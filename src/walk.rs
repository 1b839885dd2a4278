//! Recursive discovery of regular files
//!
//! The walk runs on its own thread and hands paths over a rendezvous channel,
//! so it only advances as fast as digesters take paths. Its final outcome is
//! reported separately once the path stream is closed.

use crate::cancel::CancelToken;
use crate::error::{Error, Result};
use crossbeam_channel::{Receiver, Sender, bounded, select};
use std::path::{Path, PathBuf};
use std::thread::{self, JoinHandle};
use tracing::{debug, trace};
use walkdir::WalkDir;

/// A running directory walk
pub struct Walk {
    paths: Receiver<PathBuf>,
    outcome: Receiver<Result<()>>,
    handle: JoinHandle<()>,
}

impl Walk {
    /// Lazy stream of regular file paths. Clone it to share between consumers;
    /// it disconnects when the walk ends for any reason.
    pub fn paths(&self) -> &Receiver<PathBuf> {
        &self.paths
    }

    /// Wait for the walk to end and return its outcome
    pub fn finish(self) -> Result<()> {
        let Walk {
            paths,
            outcome,
            handle,
        } = self;
        // Unblock a walker still waiting to emit if nobody else is reading.
        drop(paths);

        let result = outcome.recv().unwrap_or(Err(Error::WalkCanceled));
        if handle.join().is_err() {
            return Err(Error::Io(std::io::Error::other("walker thread panicked")));
        }
        result
    }
}

/// Start walking `root`, emitting every regular file under it exactly once.
///
/// Directories, symlinks and special files are skipped. The first traversal
/// error aborts the walk and becomes its outcome; cancellation while a path
/// is pending emission ends it with [`Error::WalkCanceled`].
pub fn walk(root: &Path, cancel: CancelToken) -> Result<Walk> {
    let root = root.to_path_buf();
    spawn(cancel, move |paths, cancel| {
        let outcome = emit_files(&root, paths, cancel);
        debug!(?root, ok = outcome.is_ok(), "Walk finished");
        outcome
    })
}

/// Run `emit` on the walker thread. Whatever it returns becomes the walk
/// outcome, reported after the path stream has closed.
pub(crate) fn spawn<F>(cancel: CancelToken, emit: F) -> Result<Walk>
where
    F: FnOnce(&Sender<PathBuf>, &CancelToken) -> Result<()> + Send + 'static,
{
    let (paths_tx, paths_rx) = bounded::<PathBuf>(0);
    let (outcome_tx, outcome_rx) = bounded::<Result<()>>(1);

    let handle = thread::Builder::new()
        .name("walker".into())
        .spawn(move || {
            let outcome = emit(&paths_tx, &cancel);

            // Close the path stream before reporting.
            drop(paths_tx);
            // Buffered, never blocks.
            let _ = outcome_tx.send(outcome);
        })?;

    Ok(Walk {
        paths: paths_rx,
        outcome: outcome_rx,
        handle,
    })
}

fn emit_files(root: &Path, paths: &Sender<PathBuf>, cancel: &CancelToken) -> Result<()> {
    for entry in WalkDir::new(root).follow_links(false) {
        let entry = entry?;
        if !entry.file_type().is_file() {
            trace!(path = ?entry.path(), "Skipping non-regular entry");
            continue;
        }

        select! {
            send(paths, entry.into_path()) -> sent => {
                // All consumers gone: nothing left to feed.
                if sent.is_err() {
                    return Err(Error::WalkCanceled);
                }
            }
            recv(cancel.receiver()) -> _ => return Err(Error::WalkCanceled),
        }
    }
    Ok(())
}

#[cfg(test)]
mod tests {
    use super::*;
    use crate::cancel::cancellation;
    use std::collections::HashSet;
    use std::fs;
    use tempfile::TempDir;

    fn tree() -> TempDir {
        let dir = TempDir::new().unwrap();
        fs::create_dir_all(dir.path().join("a/b")).unwrap();
        fs::write(dir.path().join("top.jpg"), b"1").unwrap();
        fs::write(dir.path().join("a/mid.mov"), b"2").unwrap();
        fs::write(dir.path().join("a/b/deep.txt"), b"3").unwrap();
        fs::create_dir_all(dir.path().join("empty")).unwrap();
        dir
    }

    #[test]
    fn test_emits_every_regular_file_once() {
        let dir = tree();
        let (_canceller, token) = cancellation();

        let running = walk(dir.path(), token).unwrap();
        let found: Vec<PathBuf> = running.paths().iter().collect();
        running.finish().unwrap();

        let unique: HashSet<_> = found.iter().cloned().collect();
        assert_eq!(found.len(), 3);
        assert_eq!(unique.len(), 3);
        assert!(unique.contains(&dir.path().join("a/b/deep.txt")));
    }

    #[cfg(unix)]
    #[test]
    fn test_skips_symlinks() {
        let dir = tree();
        std::os::unix::fs::symlink(dir.path().join("top.jpg"), dir.path().join("link.jpg"))
            .unwrap();
        let (_canceller, token) = cancellation();

        let running = walk(dir.path(), token).unwrap();
        let found: Vec<PathBuf> = running.paths().iter().collect();
        running.finish().unwrap();

        assert_eq!(found.len(), 3);
        assert!(!found.contains(&dir.path().join("link.jpg")));
    }

    #[test]
    fn test_missing_root_is_an_error() {
        let dir = TempDir::new().unwrap();
        let (_canceller, token) = cancellation();

        let running = walk(&dir.path().join("nope"), token).unwrap();
        assert_eq!(running.paths().iter().count(), 0);
        assert!(matches!(running.finish(), Err(Error::WalkDir(_))));
    }

    #[test]
    fn test_cancel_stops_pending_emission() {
        let dir = tree();
        let (canceller, token) = cancellation();

        let running = walk(dir.path(), token).unwrap();
        let first = running.paths().recv().unwrap();
        assert!(first.starts_with(dir.path()));

        canceller.cancel();
        assert!(matches!(running.finish(), Err(Error::WalkCanceled)));
    }
}
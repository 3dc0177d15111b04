use anyhow::Result;
use tracing::{debug, info};

use crate::normalizer::{MarkdownHtmlNormalizer, PlainTextNormalizer, TranscriptNormalizer};

/// Enum to hold different normalizer types
pub enum Normalizer {
    MarkdownHtml(MarkdownHtmlNormalizer),
    PlainText(PlainTextNormalizer),
}

impl Normalizer {
    /// Create a normalizer; `raw` keeps the model's markdown untouched
    pub fn create(raw: bool) -> Result<Self> {
        if raw {
            info!("Creating plain text normalizer");
            Ok(Normalizer::PlainText(PlainTextNormalizer::new()))
        } else {
            info!("Creating markdown to HTML normalizer");
            Ok(Normalizer::MarkdownHtml(MarkdownHtmlNormalizer::new()?))
        }
    }

    /// Run normalization using the appropriate normalizer
    pub fn run(&self, raw_output: &str) -> String {
        let normalizer: &dyn TranscriptNormalizer = match self {
            Normalizer::MarkdownHtml(n) => n,
            Normalizer::PlainText(n) => n,
        };
        debug!("Running {}", normalizer.name());
        normalizer.normalize(raw_output)
    }
}
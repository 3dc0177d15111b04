//! Fake collaborators shared by the integration tests.
#![allow(dead_code)]

use async_trait::async_trait;
use podcast_forge::export::{ExportError, PdfRenderer};
use podcast_forge::generation::{GenerationError, TranscriptGenerator};
use podcast_forge::normalizer::Normalizer;
use podcast_forge::prompt::Prompt;
use podcast_forge::service::PodcastService;
use std::sync::{Arc, Mutex};

/// Generator that records every prompt and answers with a fixed reply.
pub struct FakeGenerator {
    reply: Result<String, ()>,
    prompts: Mutex<Vec<Prompt>>,
}

impl FakeGenerator {
    pub fn replying(reply: &str) -> Arc<Self> {
        Arc::new(Self {
            reply: Ok(reply.to_string()),
            prompts: Mutex::new(Vec::new()),
        })
    }

    pub fn failing() -> Arc<Self> {
        Arc::new(Self {
            reply: Err(()),
            prompts: Mutex::new(Vec::new()),
        })
    }

    pub fn calls(&self) -> usize {
        self.prompts.lock().unwrap().len()
    }

    pub fn prompts(&self) -> Vec<Prompt> {
        self.prompts.lock().unwrap().clone()
    }
}

#[async_trait]
impl TranscriptGenerator for FakeGenerator {
    fn name(&self) -> &'static str {
        "fake"
    }

    async fn generate(&self, prompt: &Prompt) -> Result<String, GenerationError> {
        self.prompts.lock().unwrap().push(prompt.clone());
        match &self.reply {
            Ok(text) => Ok(text.clone()),
            Err(()) => Err(GenerationError::Status {
                status: 401,
                message: "Invalid API Key".to_string(),
            }),
        }
    }
}

/// Renderer that returns a canned PDF header followed by the HTML it received.
pub struct FakeRenderer {
    fail: bool,
    documents: Mutex<Vec<String>>,
}

impl FakeRenderer {
    pub fn working() -> Arc<Self> {
        Arc::new(Self {
            fail: false,
            documents: Mutex::new(Vec::new()),
        })
    }

    pub fn broken() -> Arc<Self> {
        Arc::new(Self {
            fail: true,
            documents: Mutex::new(Vec::new()),
        })
    }

    pub fn documents(&self) -> Vec<String> {
        self.documents.lock().unwrap().clone()
    }
}

#[async_trait]
impl PdfRenderer for FakeRenderer {
    fn name(&self) -> &'static str {
        "fake"
    }

    async fn render(&self, html: &str) -> Result<Vec<u8>, ExportError> {
        self.documents.lock().unwrap().push(html.to_string());
        if self.fail {
            return Err(ExportError::RendererNotFound("wkhtmltopdf".to_string()));
        }
        Ok(b"%PDF-1.4 fake".to_vec())
    }
}

pub fn service(generator: Arc<FakeGenerator>, renderer: Arc<FakeRenderer>) -> PodcastService {
    PodcastService::new(generator, renderer, Normalizer::create(false).unwrap())
}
|---|
● **Work order**: Each line of the entries above that has the word "WalkDir" is to be copied.

● **Response to this exercise**:
use walkdir::WalkDir;
    for entry in WalkDir::new(root).follow_links(false) {
        assert!(matches!(running.finish(), Err(Error::WalkDir(_))));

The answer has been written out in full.